Dlaczego nie warto rezygnować ze zwolnienia chorobowego?
Gdy pracujesz w chorobie, jesteś mniej produktywny
Otwarcie służbowej skrzynki mailowej jako jedyna czynność zawodowa wykonana danego dnia nie liczy się jako praca. Czy w chorobie jesteś w stanie pracować nad większym projektem, który odkładałeś na później nawet wtedy, gdy byłeś zdrowy? Paradoksalnie więc lepiej skorzystać ze zwolnienia niż tylko teoretycznie być w pracy, nie mogąc się na niczym skupić i męcząc oczy patrzeniem w ekran.
Przez pracę możesz dłużej chorować
Stres tłumi odpowiedź immunologiczną, co oznacza, że organizmowi może zająć więcej czasu, aby wyleczyć się z choroby. A prawdziwy wypoczynek również wymaga... wysiłku. Czyli zadbania o właściwe nawodnienie organizmu i jedzenie zdrowych, bogatych w przeciwutleniacze, produktów. W chorobie to więc wyzdrowienie powinno być głównym priorytetem.

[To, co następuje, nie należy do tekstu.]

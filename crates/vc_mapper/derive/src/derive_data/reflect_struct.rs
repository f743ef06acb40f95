use proc_macro2::TokenStream;
use quote::quote;
use syn::spanned::Spanned;
use syn::{Data, DeriveInput, Field, Fields, Generics, Ident, ImplGenerics, Path, Type};
use syn::{TypeGenerics, Visibility};

use super::{FieldAttributes, TypeAttributes};

// -----------------------------------------------------------------------------
// StructField

/// A named field of the derived struct.
pub(crate) struct StructField<'a> {
    pub data: &'a Field,
    pub attrs: FieldAttributes,
    /// Index among the active (non-skipped) fields.
    pub reflection_index: Option<usize>,
}

impl StructField<'_> {
    #[inline]
    pub fn ident(&self) -> &Ident {
        self.data
            .ident
            .as_ref()
            .expect("Struct should not have unnamed fields.")
    }

    #[inline]
    pub fn ty(&self) -> &Type {
        &self.data.ty
    }

    #[inline]
    pub fn exported(&self) -> bool {
        matches!(self.data.vis, Visibility::Public(_))
    }
}

// -----------------------------------------------------------------------------
// ReflectStruct

/// The parsed input of `#[derive(Reflect)]`.
pub(crate) struct ReflectStruct<'a> {
    vc_mapper_path: Path,
    attrs: TypeAttributes,
    ident: &'a Ident,
    generics: &'a Generics,
    fields: Vec<StructField<'a>>,
}

impl<'a> ReflectStruct<'a> {
    pub fn from_input(input: &'a DeriveInput) -> syn::Result<Self> {
        let attrs = TypeAttributes::parse_attrs(&input.attrs)?;

        let named: Vec<&Field> = match &input.data {
            Data::Struct(data) => match &data.fields {
                Fields::Named(named) => named.named.iter().collect(),
                Fields::Unit => Vec::new(),
                Fields::Unnamed(_) => {
                    return Err(syn::Error::new(
                        input.ident.span(),
                        "`Reflect` can only be derived for structs with named fields",
                    ));
                }
            },
            _ => {
                return Err(syn::Error::new(
                    input.ident.span(),
                    "`Reflect` can only be derived for structs",
                ));
            }
        };

        if let Some(lifetime) = input.generics.lifetimes().next() {
            return Err(syn::Error::new(
                lifetime.span(),
                "`Reflect` can not be derived for types with lifetime parameters",
            ));
        }

        let mut reflection_index = 0_usize;
        let mut fields = Vec::with_capacity(named.len());
        for field in named {
            let field_attrs = FieldAttributes::parse_attrs(&field.attrs)?;
            if field_attrs.skip && field_attrs.embedded {
                return Err(syn::Error::new(
                    field.span(),
                    "a skipped field can not be embedded",
                ));
            }

            let index = if field_attrs.skip {
                None
            } else {
                reflection_index += 1;
                Some(reflection_index - 1)
            };

            fields.push(StructField {
                data: field,
                attrs: field_attrs,
                reflection_index: index,
            });
        }

        Ok(Self {
            vc_mapper_path: crate::path::vc_mapper(),
            attrs,
            ident: &input.ident,
            generics: &input.generics,
            fields,
        })
    }

    #[inline]
    pub fn vc_mapper_path(&self) -> &Path {
        &self.vc_mapper_path
    }

    #[inline]
    pub fn attrs(&self) -> &TypeAttributes {
        &self.attrs
    }

    #[inline]
    pub fn ident(&self) -> &Ident {
        self.ident
    }

    #[inline]
    pub fn generics(&self) -> &Generics {
        self.generics
    }

    /// Fields visible to reflection, in declaration order.
    pub fn active_fields(&self) -> impl Iterator<Item = &StructField<'a>> {
        self.fields
            .iter()
            .filter(|field| field.reflection_index.is_some())
    }

    /// Whether the implementations need generic type cells.
    #[inline]
    pub fn impl_with_generic(&self) -> bool {
        !self.generics.params.is_empty()
    }

    /// Return `impl_generics`, `ty_generics` and the full `where` clause.
    ///
    /// For generic types the following bounds are appended:
    ///
    /// - `Self: Any + Send + Sync + Default + Clone`
    /// - `TypePath` for every type parameter.
    /// - `Reflect + Typed` for every active field type.
    ///
    /// Non-generic types keep their own where clause, missing
    /// implementations are reported on the generated code.
    pub fn split_generics(&self) -> (ImplGenerics<'_>, TypeGenerics<'_>, TokenStream) {
        let (impl_generics, ty_generics, where_clause) = self.generics.split_for_impl();

        let mut predicates = where_clause
            .map(|clause| {
                let predicates = clause.predicates.iter();
                quote! { #(#predicates,)* }
            })
            .unwrap_or_default();

        if self.generics.type_params().next().is_some() {
            let path = &self.vc_mapper_path;
            let reflect_ = crate::path::reflect_(path);
            let type_path_ = crate::path::type_path_(path);
            let typed_ = crate::path::typed_(path);

            predicates.extend(quote! {
                Self: ::core::any::Any
                    + ::core::marker::Send
                    + ::core::marker::Sync
                    + ::core::default::Default
                    + ::core::clone::Clone,
            });

            for param in self.generics.type_params() {
                let ident = &param.ident;
                predicates.extend(quote! { #ident: #type_path_, });
            }

            let mut field_types: Vec<&Type> = Vec::new();
            for field in self.active_fields() {
                if !field_types.contains(&field.ty()) {
                    field_types.push(field.ty());
                }
            }
            for ty in field_types {
                predicates.extend(quote! { #ty: #reflect_ + #typed_, });
            }
        }

        let where_clause = if predicates.is_empty() {
            crate::utils::empty()
        } else {
            quote! { where #predicates }
        };

        (impl_generics, ty_generics, where_clause)
    }
}
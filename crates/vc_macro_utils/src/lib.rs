//! Crate path resolution for the proc-macro crates of the workspace.
#![allow(clippy::std_instead_of_alloc, reason = "proc-macro crate")]

extern crate proc_macro;

// -----------------------------------------------------------------------------
// Modules

mod manifest;

// -----------------------------------------------------------------------------
// Exports

pub use manifest::Manifest;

Zmuszenie się wzbudza niezdrowe oczekiwania
Np. wśród szefostwa. Jeśli jest odgórnie przyjęte, że w danym miejscu pracy nikt nie korzysta z chorobowego, trudno się na nie zdecydować, ale warto wprowadzić taki nowy i racjonalny precedens. W ten sposób nie łamiesz prawa, nie działasz przeciwko pracodawcy, a dbasz o swoje zdrowie fizyczne i psychiczne.